“Nanny,” a supernatural thriller about an undocumented immigrant working for a wealthy New York family, won the Sundance film festival’s top prize Friday.
Starring Anna Diop (picture) and Michelle Monaghan, Nikyatu Jusu’s debut feature portrays the sacrifices Senegalese nanny Aisha makes to leave her home country and young son behind in order to build a new life.
“In America in particular, we haven’t seen enough films that truly reflect the disproportionate level of Black and brown women… domestic workers that keep this country afloat,” Jusu told a virtual panel at the festival.
“I wanted to center women who typically are on the periphery of other women’s stories,” said Jusu, a first-generation American whose family is from Sierra Leone.
Diop, the film’s star who is also known for television series “Titans,” was born in Senegal and moved to the United States as a child.
The movie, which taps into the horror genre and African folklore as well as issues of race and motherhood, does not yet have a release date.
Sundance, which celebrates independent cinema, was forced to go virtual for a second year running by the surge in Covid-19 cases across the United States driven by the Omicron variant.
The Robert Redford-founded festival usually takes place in the mountains of the western US state of Utah.
The festival’s documentary prize went to “The Exiles,” in which filmmaker Christine Choy tracks down three exiled dissidents from China’s 1989 Tiananmen Square crackdown.

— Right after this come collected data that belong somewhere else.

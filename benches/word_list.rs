use criterion::{BenchmarkId, Criterion, black_box, criterion_group, criterion_main};
use wordbook_rs::{merge_words, page_slice};

fn synthetic_corpus(len: usize) -> Vec<String> {
    (0..len).map(|i| format!("word{i:06}")).collect()
}

fn bench_merge(c: &mut Criterion) {
    let corpus = synthetic_corpus(370_000);
    // Half of the user words already exist in the corpus.
    let user: Vec<String> = (0..2_000)
        .map(|i| {
            if i % 2 == 0 {
                format!("word{i:06}")
            } else {
                format!("custom{i}")
            }
        })
        .collect();
    c.bench_function("merge_words::corpus_370k", |b| {
        b.iter(|| {
            let merged = merge_words(black_box(&corpus), black_box(&user));
            black_box(merged.len());
        });
    });
}

fn bench_pages(c: &mut Criterion) {
    let words = synthetic_corpus(370_000);
    for &page in &[0usize, 3_700, 7_399, 10_000] {
        c.bench_with_input(BenchmarkId::new("page_slice", page), &page, |b, &page| {
            b.iter(|| black_box(page_slice(&words, page, 50).len()));
        });
    }
}

criterion_group!(benches, bench_merge, bench_pages);
criterion_main!(benches);

use crate::corpus::CorpusSource;
use crate::data::WordEntry;
use crate::error::{CorpusError, SyncError};
use crate::lookup::{WordLookup, lookup_first};
use crate::state::{AppStore, FetchMode, RequestId, WordListAction};
use crate::user_words::UserWordStore;
use futures_util::future::join_all;
use serde::Serialize;
use std::collections::HashSet;
use std::sync::Arc;
use tracing::{debug, warn};

/// Concatenates `corpus` and `user`, keeping the first occurrence of each word.
pub fn merge_words(corpus: &[String], user: &[String]) -> Vec<String> {
    let mut seen = HashSet::with_capacity(corpus.len() + user.len());
    corpus
        .iter()
        .chain(user.iter())
        .filter(|word| seen.insert(word.as_str()))
        .cloned()
        .collect()
}

/// Returns `words[page * page_size .. page * page_size + page_size]`, clamped;
/// empty past the end.
pub fn page_slice(words: &[String], page: usize, page_size: usize) -> &[String] {
    let Some(start) = page.checked_mul(page_size) else {
        return &[];
    };
    if start >= words.len() {
        return &[];
    }
    let end = start.saturating_add(page_size).min(words.len());
    &words[start..end]
}

/// Looks up every word, `batch_size` at a time. Each batch runs concurrently
/// and completes before the next starts. Output order matches `words`; words
/// with no data become placeholders.
pub async fn fetch_entries(
    lookup: &dyn WordLookup,
    words: &[String],
    batch_size: usize,
) -> Vec<WordEntry> {
    let mut entries = Vec::with_capacity(words.len());
    for (index, batch) in words.chunks(batch_size.max(1)).enumerate() {
        debug!(batch = index, size = batch.len(), "fetching definition batch");
        let results = join_all(batch.iter().map(|word| lookup_first(lookup, word))).await;
        entries.extend(results);
    }
    entries
}
#[cfg(feature = "cli")]
mod cli;

#[cfg(feature = "cli")]
fn main() {
    if let Err(err) = cli::run() {
        eprintln!("error: {err}");
        std::process::exit(1);
    }
}

#[cfg(not(feature = "cli"))]
fn main() {
    eprintln!("The CLI is disabled. Rebuild with `--features cli` to enable it.");
}
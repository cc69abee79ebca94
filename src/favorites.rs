use crate::remote::{RemoteDocumentStore, update_document};
use crate::state::{AppStore, FavoritesAction, FavoritesState};
use crate::storage::{
    FAVORITES_KEY, KeyValueStore, read_string_list, try_read_string_list, write_string_list,
};
use parking_lot::Mutex;
use std::sync::Arc;
use tracing::warn;

/// Favorites kept in application state and persisted either to the signed-in
/// user's remote document or to local storage. The choice is made on every
/// call from the auth state at that moment.
pub struct FavoritesStore {
    app: AppStore,
    local: Arc<dyn KeyValueStore>,
    remote: Option<Arc<dyn RemoteDocumentStore>>,
    write_lock: Mutex<()>,
}

impl FavoritesStore {
    pub fn new(
        app: AppStore,
        local: Arc<dyn KeyValueStore>,
        remote: Option<Arc<dyn RemoteDocumentStore>>,
    ) -> Self {
        Self {
            app,
            local,
            remote,
            write_lock: Mutex::new(()),
        }
    }

    pub async fn load(&self) -> Vec<String> {
        self.app.dispatch(FavoritesAction::LoadPending);
        if let Some((user, remote)) = self.remote_target() {
            match remote.load(&user).await {
                Ok(document) => {
                    let favorites = document.map(|d| d.favorites).unwrap_or_default();
                    self.app.dispatch(FavoritesAction::Loaded(favorites));
                    return self.app.favorites();
                }
                Err(err) => warn!(%user, %err, "remote favorites unavailable, using local copy"),
            }
        }
        match try_read_string_list(self.local.as_ref(), FAVORITES_KEY) {
            Ok(stored) => {
                self.app
                    .dispatch(FavoritesAction::Loaded(stored.unwrap_or_default()));
            }
            Err(err) => {
                warn!(%err, "failed to load favorites");
                self.app
                    .dispatch(FavoritesAction::LoadFailed(err.to_string()));
            }
        }
        self.app.favorites()
    }

    pub fn list(&self) -> Vec<String> {
        self.app.favorites()
    }

    pub fn contains(&self, word: &str) -> bool {
        self.app.is_favorite(word.trim())
    }

    pub async fn add(&self, word: &str) -> bool {
        let word = word.trim();
        let add = FavoritesAction::Add(word.to_string());
        if word.is_empty() || !self.app.dispatch(add.clone()) {
            return false;
        }
        self.persist(add).await;
        true
    }

    pub async fn remove(&self, word: &str) -> bool {
        let word = word.trim();
        let remove = FavoritesAction::Remove(word.to_string());
        if !self.app.dispatch(remove.clone()) {
            return false;
        }
        self.persist(remove).await;
        true
    }

    /// Flips membership and returns whether `word` is now a favorite.
    pub async fn toggle(&self, word: &str) -> bool {
        if self.contains(word) {
            self.remove(word).await;
            false
        } else {
            self.add(word).await
        }
    }

    fn remote_target(&self) -> Option<(String, &dyn RemoteDocumentStore)> {
        let remote = self.remote.as_deref()?;
        let user = self.app.current_user()?;
        Some((user, remote))
    }

    async fn persist(&self, change: FavoritesAction) {
        if let Some((user, remote)) = self.remote_target() {
            let remote_change = change.clone();
            let result = update_document(remote, &user, |document| {
                document.favorites =
                    apply_change(std::mem::take(&mut document.favorites), remote_change);
            })
            .await;
            match result {
                Ok(_) => return,
                Err(err) => warn!(%user, %err, "remote favorites update failed, saving locally"),
            }
        }
        self.save_local(change);
    }

    // State may not be loaded yet, so apply the change to what is stored.
    fn save_local(&self, change: FavoritesAction) {
        let _guard = self.write_lock.lock();
        let stored = read_string_list(self.local.as_ref(), FAVORITES_KEY);
        write_string_list(self.local.as_ref(), FAVORITES_KEY, &apply_change(stored, change));
    }
}

fn apply_change(favorites: Vec<String>, change: FavoritesAction) -> Vec<String> {
    let mut state = FavoritesState {
        favorites,
        ..FavoritesState::default()
    };
    state.reduce(change);
    state.favorites
}
use crate::error::CorpusError;
use async_trait::async_trait;
use serde_json::Value;
use std::sync::Arc;
use std::time::Duration;
use tokio::sync::OnceCell;
use tracing::{debug, info};

/// Source of the base vocabulary.
#[async_trait]
pub trait CorpusSource: Send + Sync {
    async fn fetch_words(&self) -> Result<Arc<Vec<String>>, CorpusError>;
}

/// Static JSON document whose top-level keys are the word list.
pub struct RemoteCorpus {
    client: reqwest::Client,
    url: String,
}

impl RemoteCorpus {
    pub fn new(url: impl Into<String>, timeout: Duration) -> Result<Self, reqwest::Error> {
        let client = reqwest::Client::builder().timeout(timeout).build()?;
        Ok(Self::with_client(client, url))
    }

    pub fn with_client(client: reqwest::Client, url: impl Into<String>) -> Self {
        Self {
            client,
            url: url.into(),
        }
    }
}

#[async_trait]
impl CorpusSource for RemoteCorpus {
    async fn fetch_words(&self) -> Result<Arc<Vec<String>>, CorpusError> {
        debug!(url = %self.url, "fetching word corpus");
        let response = self.client.get(&self.url).send().await?;
        let status = response.status();
        if !status.is_success() {
            return Err(CorpusError::Status(status.as_u16()));
        }
        let bytes = response.bytes().await?;
        let words = corpus_keys(&bytes)?;
        info!(count = words.len(), "word corpus loaded");
        Ok(Arc::new(words))
    }
}

/// Extracts the top-level keys of a JSON object in document order.
pub fn corpus_keys(bytes: &[u8]) -> Result<Vec<String>, CorpusError> {
    match serde_json::from_slice::<Value>(bytes)? {
        Value::Object(map) => Ok(map.into_iter().map(|(key, _)| key).collect()),
        _ => Err(CorpusError::NotAnObject),
    }
}

/// Fetches the wrapped source at most once per session. Failures are not
/// remembered, so a later call tries again.
pub struct SessionCorpus<S> {
    source: S,
    words: OnceCell<Arc<Vec<String>>>,
}

impl<S: CorpusSource> SessionCorpus<S> {
    pub fn new(source: S) -> Self {
        Self {
            source,
            words: OnceCell::new(),
        }
    }

    pub fn is_loaded(&self) -> bool {
        self.words.initialized()
    }
}

#[async_trait]
impl<S: CorpusSource> CorpusSource for SessionCorpus<S> {
    async fn fetch_words(&self) -> Result<Arc<Vec<String>>, CorpusError> {
        self.words
            .get_or_try_init(|| self.source.fetch_words())
            .await
            .cloned()
    }
}

/// In-memory corpus for offline use.
#[derive(Debug, Clone, Default)]
pub struct StaticCorpus {
    words: Arc<Vec<String>>,
}

impl StaticCorpus {
    pub fn new<I, W>(words: I) -> Self
    where
        I: IntoIterator<Item = W>,
        W: Into<String>,
    {
        Self {
            words: Arc::new(words.into_iter().map(Into::into).collect()),
        }
    }
}

#[async_trait]
impl CorpusSource for StaticCorpus {
    async fn fetch_words(&self) -> Result<Arc<Vec<String>>, CorpusError> {
        Ok(self.words.clone())
    }
}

The separate audience prize for best drama went to “Cha Cha Real Smooth,” starring Dakota Johnson as an older, engaged woman who strikes up a flirtatious relationship with a directionless recent graduate — played by writer-director Cooper Raiff.
The film was bought by Apple TV+ during the festival for a reported $15 million — the largest deal so far at this year’s event.
And “Navalny,” a secretive new fly-on-the-wall documentary about top Kremlin critic Alexei Navalny, which was added to the festival line-up at the last minute, won the audience documentary prize.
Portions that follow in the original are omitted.